I prefer to work problems in general terms, and derive a formula we may then plug our data into. Let's let the radius of the cylindrical tank be $r$, the height of the tank be $h$ and the additional distance above the tank the fluid must be pumped be $q$. All measures are in meters.

Let's then imagine the surface of the fluid is initially a distance $h_1$ from the top of the tank, and we wish to pump out fluid until the surface is a distance $h_2$ from the top of the tank. We will let $W$ be the amount of work required to accomplish this task.

We will use a vertical $y$-axis along which to integrate.
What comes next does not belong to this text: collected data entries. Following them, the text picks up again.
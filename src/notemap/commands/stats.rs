use super::{links, tags};
use crate::error::Result;
use crate::store::VaultStore;
use serde::Serialize;

#[derive(Debug, Clone, Serialize)]
pub struct VaultStats {
    pub note_count: usize,
    pub tag_count: usize,
    /// Raw extracted references, resolved or not.
    pub link_count: usize,
}

pub fn run<S: VaultStore>(store: &S) -> Result<VaultStats> {
    let note_count = store.list_notes()?.len();
    let tag_count = tags::list(store)?.len();
    let link_count = links::link_map(store)?
        .iter()
        .map(|(_, targets)| targets.len())
        .sum();
    Ok(VaultStats {
        note_count,
        tag_count,
        link_count,
    })
}

#[cfg(test)]
mod tests {
    use super::*;
    use crate::store::memory::InMemoryStore;

    #[test]
    fn counts_notes_distinct_tags_and_raw_links() {
        let store = InMemoryStore::new()
            .with_note("A", "#x #y [[B]] [[Ghost]]")
            .with_note("B", "#x");
        let s = run(&store).unwrap();
        assert_eq!(s.note_count, 2);
        assert_eq!(s.tag_count, 2);
        assert_eq!(s.link_count, 2);
    }
}
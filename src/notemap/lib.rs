//! # Notemap Architecture
//!
//! Notemap is a **UI-agnostic vault engine**. This is not a CLI application that
//! happens to have some library code—it's a library that happens to have a CLI
//! client. The library maintains a structured view over a directory tree of
//! Markdown notes: front-matter and body, addressable sections, link and tag
//! references, the bidirectional link graph, and folder-to-template mappings.
//!
//! ## The Layered Architecture
//!
//! ```text
//! ┌─────────────────────────────────────────────────────────────┐
//! │  CLI Layer (main.rs, args.rs)                               │
//! │  - Parses arguments, formats output, handles terminal I/O   │
//! │  - The ONLY place that knows about stdout/stderr/exit codes │
//! └─────────────────────────────────────────────────────────────┘
//!                              │
//!                              ▼
//! ┌─────────────────────────────────────────────────────────────┐
//! │  API Layer (api.rs)                                         │
//! │  - Thin facade over commands                                │
//! │  - Returns structured Result types                          │
//! └─────────────────────────────────────────────────────────────┘
//!                              │
//!                              ▼
//! ┌─────────────────────────────────────────────────────────────┐
//! │  Command Layer (commands/*.rs)                              │
//! │  - Business logic per operation                             │
//! │  - Generic over the store, no I/O assumptions               │
//! └─────────────────────────────────────────────────────────────┘
//!                              │
//!                              ▼
//! ┌─────────────────────────────────────────────────────────────┐
//! │  Storage Layer (store/)                                     │
//! │  - Abstract VaultStore trait                                │
//! │  - FileStore (production), InMemoryStore (testing)          │
//! └─────────────────────────────────────────────────────────────┘
//! ```
//!
//! ## The Text Engines
//!
//! Underneath the command layer sit four pure engines with no storage
//! dependency at all:
//!
//! - [`markdown::sections`]: fence-aware section tokenizer and its inverse
//! - [`markdown::extract`]: link and inline-tag reference extraction
//! - [`resolve`]: link-target normalization against the known path set
//! - [`pattern`]: wildcard folder-pattern matching with specificity ranking
//!
//! Every derived view (sections, tags, the graph) is recomputed from the
//! current on-disk state per call. The only durable state the engine owns is
//! the folder-template mapping, rewritten as a whole JSON document on every
//! mutation.
//!
//! ## Key Principle: No I/O Assumptions in Core
//!
//! From `api.rs` inward (API, commands, engines, storage), code:
//! - Takes regular Rust function arguments
//! - Returns regular Rust types (`Result<T>`)
//! - **Never** writes to stdout/stderr
//! - **Never** calls `std::process::exit`
//!
//! ## Module Overview
//!
//! - [`api`]: The API facade—entry point for all operations
//! - [`commands`]: Business logic for each operation
//! - [`store`]: Storage abstraction and implementations
//! - [`model`]: Core data types (`Metadata`, `Section`, `Graph`)
//! - [`frontmatter`]: Front-matter split/serialize
//! - [`markdown`]: Section tokenizer and reference extraction
//! - [`resolve`]: Link-target normalization
//! - [`pattern`]: Folder wildcard patterns and template precedence
//! - [`error`]: Error types

pub mod api;
pub mod commands;
pub mod error;
pub mod frontmatter;
pub mod markdown;
pub mod model;
pub mod pattern;
pub mod resolve;
pub mod store;
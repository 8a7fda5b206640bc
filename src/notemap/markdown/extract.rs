//! Reference Extractor: link targets and inline tags from body text.
//!
//! Tag extraction strips fenced blocks and inline code spans first; link
//! extraction deliberately does not — a target inside a code span is still
//! extracted. The asymmetry is long-standing observed behavior and is kept
//! as-is (see the tests that pin it down).

use super::fence_marker;
use once_cell::sync::Lazy;
use regex::Regex;

// [[target]] or [[target|alias]]; the alias is never captured.
static WIKILINK_RE: Lazy<Regex> =
    Lazy::new(|| Regex::new(r"\[\[([^\]|]+)(?:\|[^\]]+)?\]\]").expect("wikilink regex"));

// [label](target); external http(s) targets are filtered after capture.
static MD_LINK_RE: Lazy<Regex> =
    Lazy::new(|| Regex::new(r"\[[^\]]*\]\(([^)]+)\)").expect("markdown link regex"));

// #tag at line start or after whitespace; word chars are Unicode-aware.
static INLINE_TAG_RE: Lazy<Regex> =
    Lazy::new(|| Regex::new(r"(?:^|\s)#([\w/-]+)").expect("inline tag regex"));

static INLINE_CODE_RE: Lazy<Regex> =
    Lazy::new(|| Regex::new(r"`[^`\n]*`").expect("inline code regex"));

/// Extract raw link targets: wikilink targets first, then markdown-link
/// targets, external URLs excluded. No deduplication, no resolution.
pub fn extract_links(body: &str) -> Vec<String> {
    let mut links: Vec<String> = WIKILINK_RE
        .captures_iter(body)
        .map(|cap| cap[1].to_string())
        .collect();
    for cap in MD_LINK_RE.captures_iter(body) {
        let target = &cap[1];
        if target.starts_with("http://") || target.starts_with("https://") {
            continue;
        }
        links.push(target.to_string());
    }
    links
}

/// Extract inline `#tag` occurrences, ignoring code content. Returned
/// without the leading `#`.
pub fn extract_tags(body: &str) -> Vec<String> {
    let stripped = strip_code(body);
    INLINE_TAG_RE
        .captures_iter(&stripped)
        .map(|cap| cap[1].to_string())
        .collect()
}

/// Drop fenced blocks (fence lines included) and blank out inline code
/// spans. An unterminated fence strips to end of document, consistent with
/// the section tokenizer.
fn strip_code(body: &str) -> String {
    let mut kept: Vec<&str> = Vec::new();
    let mut fence: Option<char> = None;
    for line in body.split('\n') {
        match fence {
            Some(marker) => {
                if fence_marker(line) == Some(marker) {
                    fence = None;
                }
            }
            None => {
                if let Some(marker) = fence_marker(line) {
                    fence = Some(marker);
                } else {
                    kept.push(line);
                }
            }
        }
    }
    INLINE_CODE_RE.replace_all(&kept.join("\n"), " ").into_owned()
}
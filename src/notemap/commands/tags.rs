use super::read_parsed;
use crate::error::Result;
use crate::frontmatter;
use crate::markdown::extract::extract_tags;
use crate::store::VaultStore;
use std::collections::BTreeMap;

/// One tag with its vault-wide usage count.
#[derive(Debug, Clone, PartialEq, Eq)]
pub struct TagCount {
    pub name: String,
    pub count: usize,
}

/// A note's effective tags: front-matter tags plus inline tags.
fn effective_tags<S: VaultStore>(store: &S, path: &str) -> Result<Vec<String>> {
    let (_, metadata, body) = read_parsed(store, path)?;
    let mut tags = metadata.tags();
    tags.extend(extract_tags(&body));
    Ok(tags)
}

/// Vault-wide tag census, most used first (name order for ties).
pub fn list<S: VaultStore>(store: &S) -> Result<Vec<TagCount>> {
    let mut counts: BTreeMap<String, usize> = BTreeMap::new();
    for path in store.list_notes()? {
        for tag in effective_tags(store, &path)? {
            *counts.entry(tag).or_insert(0) += 1;
        }
    }
    let mut out: Vec<TagCount> = counts
        .into_iter()
        .map(|(name, count)| TagCount { name, count })
        .collect();
    out.sort_by(|a, b| b.count.cmp(&a.count).then(a.name.cmp(&b.name)));
    Ok(out)
}

/// Notes carrying `tag` (leading `#`s tolerated), in path order.
pub fn search<S: VaultStore>(store: &S, tag: &str) -> Result<Vec<String>> {
    let wanted = tag.trim_start_matches('#');
    let mut out = Vec::new();
    for path in store.list_notes()? {
        if effective_tags(store, &path)?.iter().any(|t| t == wanted) {
            out.push(path);
        }
    }
    Ok(out)
}

/// Add a tag to the note's front-matter. Returns false when already present
/// (a no-op, not an error).
pub fn add<S: VaultStore>(store: &mut S, path: &str, tag: &str) -> Result<bool> {
    let tag = tag.trim_start_matches('#');
    let (canonical, mut meta, body) = read_parsed(store, path)?;
    let mut tags = meta.tags();
    if tags.iter().any(|t| t == tag) {
        return Ok(false);
    }
    tags.push(tag.to_string());
    meta.set_tags(tags);
    store.write_note(&canonical, &frontmatter::serialize_note(&meta, &body)?)?;
    Ok(true)
}

/// Remove a tag from the note's front-matter. Returns false when absent.
pub fn remove<S: VaultStore>(store: &mut S, path: &str, tag: &str) -> Result<bool> {
    let tag = tag.trim_start_matches('#');
    let (canonical, mut meta, body) = read_parsed(store, path)?;
    let mut tags = meta.tags();
    let Some(pos) = tags.iter().position(|t| t == tag) else {
        return Ok(false);
    };
    tags.remove(pos);
    meta.set_tags(tags);
    store.write_note(&canonical, &frontmatter::serialize_note(&meta, &body)?)?;
    Ok(true)
}
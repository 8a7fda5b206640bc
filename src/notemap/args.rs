use clap::{Parser, Subcommand};

/// Version string with git hash and commit date for dev builds.
/// Format: "0.4.2" for releases, "0.4.2@abc1234 2025-01-15" otherwise.
fn get_version() -> &'static str {
    const VERSION: &str = env!("CARGO_PKG_VERSION");
    const GIT_HASH: &str = env!("GIT_HASH");
    const GIT_COMMIT_DATE: &str = env!("GIT_COMMIT_DATE");

    use std::sync::OnceLock;
    static VERSION_STRING: OnceLock<String> = OnceLock::new();

    VERSION_STRING.get_or_init(|| {
        if GIT_HASH.is_empty() {
            VERSION.to_string()
        } else {
            format!("{}@{} {}", VERSION, GIT_HASH, GIT_COMMIT_DATE)
        }
    })
}

#[derive(Parser, Debug)]
#[command(name = "notemap", version = get_version())]
#[command(about = "Markdown vault engine: notes, sections, links, tags", long_about = None)]
pub struct Cli {
    #[command(subcommand)]
    pub command: Commands,

    /// Vault root directory (defaults to $NOTEMAP_VAULT, then the cwd)
    #[arg(long, global = true)]
    pub vault: Option<String>,
}

#[derive(Subcommand, Debug)]
pub enum Commands {
    /// List all notes in the vault
    #[command(alias = "ls")]
    List,

    /// Print a note's metadata and content
    #[command(alias = "cat")]
    View {
        /// Note path, with or without the .md extension
        path: String,
    },

    /// Create a new note
    #[command(alias = "new")]
    Create {
        /// Note path, with or without the .md extension
        path: String,

        /// Initial content
        #[arg(short, long, default_value = "")]
        content: String,

        /// Template to apply (overrides any folder mapping)
        #[arg(short, long)]
        template: Option<String>,

        /// Template variables as key=value (repeatable)
        #[arg(short = 'D', long = "var", value_name = "KEY=VALUE")]
        vars: Vec<String>,
    },

    /// Append content to the end of a note
    Append {
        path: String,
        content: String,
    },

    /// Delete a note
    #[command(alias = "rm")]
    Delete {
        path: String,
    },

    /// List a note's sections (headings and levels)
    Sections {
        path: String,
    },

    /// Read one section of a note, or replace its content
    Section {
        path: String,

        /// Heading text, leading '#' markers optional
        heading: String,

        /// New content for the section (reads the section if omitted)
        #[arg(long, allow_hyphen_values = true)]
        replace: Option<String>,
    },

    /// List resolved outgoing links of a note
    Links {
        path: String,
    },

    /// List notes that link to a note
    Backlinks {
        path: String,
    },

    /// Print the full link graph as JSON
    Graph,

    /// List all tags with usage counts, or notes carrying one tag
    Tags {
        /// Tag to look up, leading '#' optional (census if omitted)
        tag: Option<String>,
    },

    /// Add or remove a tag in a note's frontmatter
    Tag {
        path: String,

        /// Tag name, leading '#' optional
        tag: String,

        /// Remove the tag instead of adding it
        #[arg(long)]
        remove: bool,
    },

    /// Search note contents and paths (case-insensitive)
    Search {
        query: String,
    },

    /// List available templates
    Templates,

    /// Manage folder-to-template mappings
    #[command(subcommand)]
    Folder(FolderCommands),

    /// Print vault statistics as JSON
    Stats,
}

#[derive(Subcommand, Debug)]
pub enum FolderCommands {
    /// List all folder-to-template mappings
    #[command(alias = "ls")]
    List,

    /// Map a folder pattern to a template (supports *, ?, [..], **)
    Set {
        /// Folder pattern, e.g. "journal/**"
        pattern: String,

        /// Template name
        template: String,
    },

    /// Remove a folder mapping
    #[command(alias = "rm")]
    Remove {
        /// Exact pattern of the mapping to remove
        pattern: String,
    },

    /// Show which template a folder would receive
    Resolve {
        folder: String,
    },
}
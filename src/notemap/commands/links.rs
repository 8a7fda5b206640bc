use super::read_parsed;
use crate::error::{Result, VaultError};
use crate::frontmatter;
use crate::markdown::extract::extract_links;
use crate::model::{Graph, GraphEdge};
use crate::resolve::{normalize_target, stem};
use crate::store::{canonical_note_path, VaultStore};
use std::collections::BTreeSet;

/// Raw extracted targets per note, built once per query (a single pass over
/// the vault, not one per candidate).
pub(crate) fn link_map<S: VaultStore>(store: &S) -> Result<Vec<(String, Vec<String>)>> {
    let mut map = Vec::new();
    for path in store.list_notes()? {
        let raw = store.read_note(&path)?;
        let (_, body) = frontmatter::parse_note(&raw)?;
        map.push((path, extract_links(&body)));
    }
    Ok(map)
}

/// Resolved targets the note links to, deduplicated and sorted.
pub fn forward<S: VaultStore>(store: &S, path: &str) -> Result<Vec<String>> {
    let (_, _, body) = read_parsed(store, path)?;
    let known = store.list_notes()?;
    let resolved: BTreeSet<String> = extract_links(&body)
        .iter()
        .filter_map(|target| normalize_target(target, &known))
        .collect();
    Ok(resolved.into_iter().collect())
}

/// Notes referencing this one, sorted and deduplicated.
///
/// A source counts when any of its raw targets resolves to this note's
/// canonical path, or shares its bare filename stem — the same name
/// convention the resolver's fallback uses. The stem check can
/// false-positive when distinct notes share a filename; that looseness is
/// kept deliberately.
pub fn backlinks<S: VaultStore>(store: &S, path: &str) -> Result<Vec<String>> {
    let canonical = canonical_note_path(path)?;
    if !store.note_exists(&canonical)? {
        return Err(VaultError::NoteNotFound(canonical));
    }
    let target_stem = stem(&canonical).to_string();
    let known = store.list_notes()?;

    let mut sources = BTreeSet::new();
    for (source, targets) in link_map(store)? {
        if source == canonical {
            continue;
        }
        let hits = targets.iter().any(|raw| {
            normalize_target(raw, &known).as_deref() == Some(canonical.as_str())
                || stem(raw) == target_stem
        });
        if hits {
            sources.insert(source);
        }
    }
    Ok(sources.into_iter().collect())
}

/// The whole-vault link graph. Nodes cover every enumerated note (linked or
/// not) plus every resolved target; unresolved references contribute no
/// edge.
pub fn graph<S: VaultStore>(store: &S) -> Result<Graph> {
    let known = store.list_notes()?;
    let mut nodes: BTreeSet<String> = known.iter().cloned().collect();
    let mut edges = Vec::new();
    for (source, targets) in link_map(store)? {
        for raw in &targets {
            if let Some(to) = normalize_target(raw, &known) {
                nodes.insert(to.clone());
                edges.push(GraphEdge {
                    from: source.clone(),
                    to,
                });
            }
        }
    }
    Ok(Graph {
        node_count: nodes.len(),
        edge_count: edges.len(),
        nodes: nodes.into_iter().collect(),
        edges,
    })
}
Now, if we imagine slicing the cylinder of water we wish to remove into disks, we may state, using work is force times distance for a constant force:

$$dW=Fd=mgd$$

The force exerted is equal to the weight of the slice, which is the product of the mass and the acceleration due to gravity.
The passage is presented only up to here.